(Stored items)
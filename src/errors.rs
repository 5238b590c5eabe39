//! Error types for configuration parsing and fatal engine conditions.
//!
//! Per-request faults (Error/Timeout/Closed) are *not* represented here —
//! they are outcomes, not errors, and never escape the runner loop. See
//! [`crate::outcome::Outcome`].

use std::path::PathBuf;

use thiserror::Error;

/// Errors that can occur while parsing or validating CLI arguments.
#[derive(Debug, Error)]
pub enum CliError {
    #[error("first bucket must be > 0")]
    FirstBucketNotPositive,

    #[error("invalid bucket specification: buckets must be strictly increasing")]
    BucketsNotIncreasing,

    #[error("bucket list accepts at most {max} entries")]
    TooManyBuckets { max: usize },

    #[error("could not parse bucket value {value:?}: {source}")]
    InvalidBucketValue {
        value: String,
        #[source]
        source: std::num::ParseIntError,
    },

    #[error("-l (MAX_QPS) does not support -r (RPC)")]
    QpsConflictsWithRpc,

    #[error("concurrency must be >= 1")]
    ZeroConcurrency,

    #[error("number of worker processes (-p) must be >= 1")]
    ZeroWorkers,

    #[error("report interval must be >= 1 second")]
    ZeroReportInterval,

    #[error("could not open TSV output file {path:?}: {source}")]
    TsvOpenFailed {
        path: PathBuf,
        #[source]
        source: std::io::Error,
    },
}

/// Fatal conditions raised by the running engine, as opposed to per-request
/// faults, which never propagate.
#[derive(Debug, Error)]
pub enum EngineError {
    /// A worker produced reports faster than the aggregator could merge
    /// them; the aggregator's ring buffer has no room left for it.
    #[error(
        "a worker fell too far behind: sequence {seq} arrived while the aggregator was still \
         waiting on sequence {next_seq} (ring buffer holds {nbuffer} in flight)"
    )]
    AggregatorLagFatal {
        seq: u64,
        next_seq: u64,
        nbuffer: u64,
    },

    #[error("failed to write report line: {0}")]
    ReportWrite(#[source] std::io::Error),

    #[error("failed to write TSV record: {0}")]
    TsvWrite(#[source] std::io::Error),
}

#[cfg(test)]
mod tests {
    use super::*;

    #[test]
    fn cli_error_messages_are_stable() {
        assert_eq!(
            CliError::FirstBucketNotPositive.to_string(),
            "first bucket must be > 0"
        );
        assert_eq!(
            CliError::QpsConflictsWithRpc.to_string(),
            "-l (MAX_QPS) does not support -r (RPC)"
        );
    }

    #[test]
    fn engine_error_lag_message_contains_counts() {
        let err = EngineError::AggregatorLagFatal {
            seq: 15,
            next_seq: 2,
            nbuffer: 10,
        };
        let msg = err.to_string();
        assert!(msg.contains("15"));
        assert!(msg.contains("2"));
        assert!(msg.contains("10"));
    }
}
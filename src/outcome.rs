//! Terminal outcomes for a dispatched request.
//!
//! A request reaches exactly one of these at its terminus; the outcome
//! drives both the TSV record and the bucket/counter bookkeeping.

use std::fmt;

/// How one dispatched request ended.
#[derive(Debug, Clone, Copy, PartialEq, Eq)]
pub enum Outcome {
    /// The connection accepted the request and a response came back.
    /// `status` is inspected separately to decide `http_successes` vs
    /// `http_errors`.
    Success { status: u16 },

    /// The underlying connection was observed to be closed by the peer
    /// while this request was in flight. Bookkeeping only — it does not
    /// change how the request itself is classified beyond this variant.
    Closed,

    /// The send failed, or the response indicated an invalid/absent
    /// status line.
    Error,

    /// The 1-second engine-enforced timeout fired before completion.
    Timeout,
}

impl Outcome {
    /// The TSV outcome code: 0=Success, 1=Closed, 2=Error, 3=Timeout.
    pub fn code(&self) -> u8 {
        match self {
            Outcome::Success { .. } => 0,
            Outcome::Closed => 1,
            Outcome::Error => 2,
            Outcome::Timeout => 3,
        }
    }

    pub fn label(&self) -> &'static str {
        match self {
            Outcome::Success { .. } => "success",
            Outcome::Closed => "closed",
            Outcome::Error => "error",
            Outcome::Timeout => "timeout",
        }
    }
}

impl fmt::Display for Outcome {
    fn fmt(&self, f: &mut fmt::Formatter<'_>) -> fmt::Result {
        match self {
            Outcome::Success { status } => write!(f, "success(status={status})"),
            other => write!(f, "{}", other.label()),
        }
    }
}
use hammerhdr::cli::Config;
use tracing_subscriber::EnvFilter;

#[tokio::main]
async fn main() {
    tracing_subscriber::fmt()
        .with_env_filter(EnvFilter::try_from_default_env().unwrap_or_else(|_| EnvFilter::new("info")))
        .with_writer(std::io::stderr)
        .init();

    let config = match Config::parse() {
        Ok(config) => config,
        Err(err) => {
            eprintln!("hammerhdr: {err}");
            std::process::exit(1);
        }
    };

    if let Err(err) = hammerhdr::supervisor::run(config).await {
        eprintln!("hammerhdr: {err}");
        std::process::exit(1);
    }
}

* **WORK TASK**: The data given above must be transcribed exactly and completely.

* **YOUR RESPONSE**:
filename src/errors.rs
repository 5238b590c5eabe39
//! Error types for configuration parsing and fatal engine conditions.
//!
//! Per-request faults (Error/Timeout/Closed) are *not* represented here —
//! they are outcomes, not errors, and never escape the runner loop. See
//! [`crate::outcome::Outcome`].

use std::path::PathBuf;

use thiserror::Error;

/// Errors that can occur while parsing or validating CLI arguments.
#[derive(Debug, Error)]
pub enum CliError {
    #[error("first bucket must be > 0")]
    FirstBucketNotPositive,

    #[error("invalid bucket specification: buckets must be strictly increasing")]
    BucketsNotIncreasing,

    #[error("bucket list accepts at most {max} entries")]
    TooManyBuckets { max: usize },

    #[error("could not parse bucket value {value:?}: {source}")]
    InvalidBucketValue {
        value: String,
        #[source]
        source: std::num::ParseIntError,
    },

    #[error("-l (MAX_QPS) does not support -r (RPC)")]
    QpsConflictsWithRpc,

    #[error("concurrency must be >= 1")]
    ZeroConcurrency,

    #[error("number of worker processes (-p) must be >= 1")]
    ZeroWorkers,

    #[error("report interval must be >= 1 second")]
    ZeroReportInterval,

    #[error("could not open TSV output file {path:?}: {source}")]
    TsvOpenFailed {
        path: PathBuf,
        #[source]
        source: std::io::Error,
    },
}

/// Fatal conditions raised by the running engine, as opposed to per-request
/// faults, which never propagate.
#[derive(Debug, Error)]
pub enum EngineError {
    /// A worker produced reports faster than the aggregator could merge
    /// them; the aggregator's ring buffer has no room left for it.
    #[error(
        "a worker fell too far behind: sequence {seq} arrived while the aggregator was still \
         waiting on sequence {next_seq} (ring buffer holds {nbuffer} in flight)"
    )]
    AggregatorLagFatal {
        seq: u64,
        next_seq: u64,
        nbuffer: u64,
    },

    #[error("failed to write report line: {0}")]
    ReportWrite(#[source] std::io::Error),

    #[error("failed to write TSV record: {0}")]
    TsvWrite(#[source] std::io::Error),
}

#[cfg(test)]
mod tests {
    use super::*;

    #[test]
    fn cli_error_messages_are_stable() {
        assert_eq!(
            CliError::FirstBucketNotPositive.to_string(),
            "first bucket must be > 0"
        );
        assert_eq!(
            CliError::QpsConflictsWithRpc.to_string(),
            "-l (MAX_QPS) does not support -r (RPC)"
        );
    }

    #[test]
    fn engine_error_lag_message_contains_counts() {
        let err = EngineError::AggregatorLagFatal {
            seq: 15,
            next_seq: 2,
            nbuffer: 10,
        };
        let msg = err.to_string();
        assert!(msg.contains("15"));
        assert!(msg.contains("2"));
        assert!(msg.contains("10"));
    }
}
filename src/outcome.rs
//! Terminal outcomes for a dispatched request.
//!
//! A request reaches exactly one of these at its terminus; the outcome
//! drives both the TSV record and the bucket/counter bookkeeping.

use std::fmt;

/// How one dispatched request ended.
#[derive(Debug, Clone, Copy, PartialEq, Eq)]
pub enum Outcome {
    /// The connection accepted the request and a response came back.
    /// `status` is inspected separately to decide `http_successes` vs
    /// `http_errors`.
    Success { status: u16 },

    /// The underlying connection was observed to be closed by the peer
    /// while this request was in flight. Bookkeeping only — it does not
    /// change how the request itself is classified beyond this variant.
    Closed,

    /// The send failed, or the response indicated an invalid/absent
    /// status line.
    Error,

    /// The 1-second engine-enforced timeout fired before completion.
    Timeout,
}

impl Outcome {
    /// The TSV outcome code: 0=Success, 1=Closed, 2=Error, 3=Timeout.
    pub fn code(&self) -> u8 {
        match self {
            Outcome::Success { .. } => 0,
            Outcome::Closed => 1,
            Outcome::Error => 2,
            Outcome::Timeout => 3,
        }
    }

    pub fn label(&self) -> &'static str {
        match self {
            Outcome::Success { .. } => "success",
            Outcome::Closed => "closed",
            Outcome::Error => "error",
            Outcome::Timeout => "timeout",
        }
    }
}

impl fmt::Display for Outcome {
    fn fmt(&self, f: &mut fmt::Formatter<'_>) -> fmt::Result {
        match self {
            Outcome::Success { status } => write!(f, "success(status={status})"),
            other => write!(f, "{}", other.label()),
        }
    }
}
use hammerhdr::cli::Config;
use tracing_subscriber::EnvFilter;

#[tokio::main]
async fn main() {
    tracing_subscriber::fmt()
        .with_env_filter(EnvFilter::try_from_default_env().unwrap_or_else(|_| EnvFilter::new("info")))
        .with_writer(std::io::stderr)
        .init();

    let config = match Config::parse() {
        Ok(config) => config,
        Err(err) => {
            eprintln!("hammerhdr: {err}");
            std::process::exit(1);
        }
    };

    if let Err(err) = hammerhdr::supervisor::run(config).await {
        eprintln!("hammerhdr: {err}");
        std::process::exit(1);
    }
}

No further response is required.